One of Gov. Tim Pawlenty's proposed unallotments is creating a frenzy of activity -- not from human service providers, higher education officials or city and county government officials, but from fellow politicians.
Gov. Pawlenty is calling for the elimination of the Political Contribution Refund. The program allows individuals to contribute up to $50 to a political candidate campaign, and be fully reimbursed by the state of Minnesota. It's $100 for couples.
The Republican governor would end the program starting July 1 through June 30, 2011, and save the state $4.3 million in the upcoming fiscal year and $6.1 million the second year of the biennium for a total savings of $10.4 million. About 90,000 refunds are made annually.
The potential loss of that "free" money to campaigns has politicians -- both Republicans and Democrats -- in a tizzy. They are virtually shouting to potential donors to send in their $50 and $100 checks now, because come Wednesday, that perk is gone.
One political activist -- a fellow Republican nonetheless -- said Thursday he would sue the governor if he doesn't cancel that unallotment.

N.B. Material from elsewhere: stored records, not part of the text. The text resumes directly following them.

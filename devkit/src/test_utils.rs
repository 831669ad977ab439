/*!
Test harness for the fleetwatch kernel

Wires a real store, fan-out and ingest gateway around a `MockBus`, so tests
can push bus payloads, attach fake dashboard clients and assert on what they
receive without a broker or a socket.
*/

use crate::mqtt_stub::MockBus;
use anyhow::Result;
use fleetwatch_kernel::config::{HistoryConf, MachineMeta, MqttConf};
use fleetwatch_kernel::contracts::TopicScheme;
use fleetwatch_kernel::fanout::{BroadcastFanout, ClientId, Frame};
use fleetwatch_kernel::health::HealthTracker;
use fleetwatch_kernel::mqtt::{ingest_queue, BusPublisher, IngestGateway, IngestOutcome};
use fleetwatch_kernel::state::StateStore;
use serde_json::Value;
use std::collections::HashMap;
use std::sync::Arc;
use std::time::Duration;
use tokio::sync::mpsc;
use tokio::task::JoinHandle;
use tracing_subscriber::EnvFilter;

pub const DEFAULT_CLIENT_QUEUE: usize = 64;

/// Routes kernel logs through the test writer; safe to call from every test.
pub fn init_tracing() {
    let _ = tracing_subscriber::fmt()
        .with_env_filter(EnvFilter::try_from_default_env().unwrap_or_else(|_| EnvFilter::new("warn")))
        .with_test_writer()
        .try_init();
}

pub struct TestHarness {
    pub store: Arc<StateStore>,
    pub fanout: Arc<BroadcastFanout>,
    pub health: HealthTracker,
    pub bus: MockBus,
    pub gateway: Arc<IngestGateway>,
}

impl TestHarness {
    pub fn new() -> Self {
        Self::with_config(HistoryConf::default(), DEFAULT_CLIENT_QUEUE)
    }

    pub fn with_config(history: HistoryConf, client_queue: usize) -> Self {
        Self::with_store(StateStore::new(history), client_queue)
    }

    /// Harness whose store carries configured machine metadata.
    pub fn with_machines(machines: HashMap<String, MachineMeta>) -> Self {
        Self::with_store(StateStore::with_metadata(HistoryConf::default(), machines), DEFAULT_CLIENT_QUEUE)
    }

    fn with_store(store: StateStore, client_queue: usize) -> Self {
        init_tracing();

        let store = Arc::new(store);
        let fanout = Arc::new(BroadcastFanout::new(client_queue));
        let health = HealthTracker::new();
        let bus = MockBus::new();
        let publisher: Arc<dyn BusPublisher> = Arc::new(bus.clone());
        let gateway = Arc::new(IngestGateway::new(
            store.clone(),
            fanout.clone(),
            health.clone(),
            publisher,
            TopicScheme::from_conf(&MqttConf::default()),
            Duration::from_millis(500),
        ));

        Self { store, fanout, health, bus, gateway }
    }

    /// Marks the bus as connected so command dispatch is allowed.
    pub fn connect_bus(&self) {
        self.health.mark_mqtt_connected();
    }

    pub fn disconnect_bus(&self) {
        self.health.mark_mqtt_disconnected();
    }

    /// Feeds one JSON payload straight through the gateway.
    pub fn ingest(&self, topic: &str, payload: &Value) -> Result<IngestOutcome> {
        let bytes = serde_json::to_vec(payload)?;
        Ok(self.gateway.handle_message(topic, &bytes)?)
    }

    /// Starts the real ingest loop fed by `bus.simulate_incoming`.
    /// `bus.detach_ingest()` closes the queue and lets the loop finish.
    pub fn spawn_ingest_loop(&self, capacity: usize) -> JoinHandle<()> {
        let (tx, rx) = ingest_queue(capacity);
        self.bus.attach_ingest(tx);
        let gateway = self.gateway.clone();
        tokio::spawn(async move { gateway.run(rx).await })
    }

    pub fn connect_client(&self) -> TestClient {
        let (id, rx) = self.fanout.register();
        TestClient { id, rx }
    }

    /// Polls the mock bus until something is published on `topic`.
    pub async fn wait_for_published(&self, topic: &str, timeout_ms: u64) -> Result<Option<Value>> {
        let deadline = tokio::time::Instant::now() + Duration::from_millis(timeout_ms);
        while tokio::time::Instant::now() < deadline {
            if let Some(msg) = self.bus.get_last_json_message::<Value>(topic)? {
                return Ok(Some(msg));
            }
            tokio::time::sleep(Duration::from_millis(20)).await;
        }
        tracing::warn!(%topic, "timed out waiting for publish");
        Ok(None)
    }

    pub fn get_stats(&self) -> TestStats {
        let mut topic_counts = HashMap::new();
        let published = self.bus.get_published_messages();
        for msg in &published {
            *topic_counts.entry(msg.topic.clone()).or_insert(0) += 1;
        }
        TestStats {
            total_published: published.len(),
            topic_counts,
            machines: self.store.machine_count(),
            clients: self.fanout.client_count(),
        }
    }
}

impl Default for TestHarness {
    fn default() -> Self {
        Self::new()
    }
}

#[derive(Debug)]
pub struct TestStats {
    pub total_published: usize,
    pub topic_counts: HashMap<String, usize>,
    pub machines: usize,
    pub clients: usize,
}

/// A registered fan-out client read directly from its queue.
pub struct TestClient {
    pub id: ClientId,
    pub rx: mpsc::Receiver<Frame>,
}

impl TestClient {
    /// Everything queued so far, decoded.
    pub fn drain(&mut self) -> Vec<Value> {
        let mut out = Vec::new();
        while let Ok(frame) = self.rx.try_recv() {
            if let Ok(value) = serde_json::from_str(&frame) {
                out.push(value);
            }
        }
        out
    }

    /// Envelope `type` of every queued frame, in delivery order.
    pub fn drain_types(&mut self) -> Vec<String> {
        self.drain()
            .iter()
            .filter_map(|v| v["type"].as_str().map(str::to_string))
            .collect()
    }

    /// Waits for the next frame whose `type` matches.
    pub async fn next_of_type(&mut self, kind: &str, timeout_ms: u64) -> Result<Value> {
        tokio::time::timeout(Duration::from_millis(timeout_ms), self.recv_of_type(kind))
            .await
            .map_err(|_| anyhow::anyhow!("no '{kind}' frame within {timeout_ms}ms"))?
    }

    async fn recv_of_type(&mut self, kind: &str) -> Result<Value> {
        while let Some(frame) = self.rx.recv().await {
            let value: Value = serde_json::from_str(&frame)?;
            if value["type"] == kind {
                return Ok(value);
            }
        }
        anyhow::bail!("client queue closed before a '{kind}' frame arrived")
    }
}

/// Reads `a.b.c` out of a JSON value.
pub fn get_nested_field<'a>(value: &'a Value, path: &str) -> Option<&'a Value> {
    path.split('.').try_fold(value, |current, part| current.get(part))
}

pub fn assert_field_equals(value: &Value, path: &str, expected: &Value) -> Result<()> {
    match get_nested_field(value, path) {
        Some(actual) if actual == expected => Ok(()),
        Some(actual) => anyhow::bail!("field '{path}' mismatch: expected {expected}, got {actual}"),
        None => anyhow::bail!("field '{path}' not found"),
    }
}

"Gov. Pawlenty is being challenged, and threatened with lawsuits, by many individuals and organizations, for the unprecedented scope and timing of his attempt to use unallotment provisions of Minnesota law to balance the state's budget for the new biennium, commencing July 1," said Bob Carney Jr. said. "However, aside from all the general and constitutional arguments against what Gov. Pawlenty is attempting to do -- and they are powerful arguments -- we need to recognize the Political Contribution Refund is a tax refund -- something fundamentally different from the other unallocation targets."
Carey argues that, as a tax refund, "what is to prevent a future governor from seizing everyone's property tax refund? Or all tax refunds of all kinds? Or selected tax refund percentages, based on income?"
While bucking even his own party over the Political Contribution Refund, Gov. Pawlenty is right. Allowing a person's state income to be lowered if they contribute to a partisan candidate is wrong, and shouldn't be part of state tax policy. In essence, it is a state budget burden paid by all taxpayers, as the loss has to be made up by Minnesota's state income tax.
Minnesota has a better way to contribute that puts teeth into campaign spending -- the deduct line on state income tax forms that allow a taxpayer to designate $5 to the party of a person's choice. That State Election Campaign Fund public financing pot is doled out to candidates only if they accept the accompanying campaign spending limits. In most cases it works, as candidates can gain public monies if they hold spending to a set level. In more high-profile cases where a candidate won't accept spending limits, his or her opponent is also given open limits.
People who wish to support a specific candidate should spend their own money, not be induced by a tax refund then foisting the cost onto other taxpayers.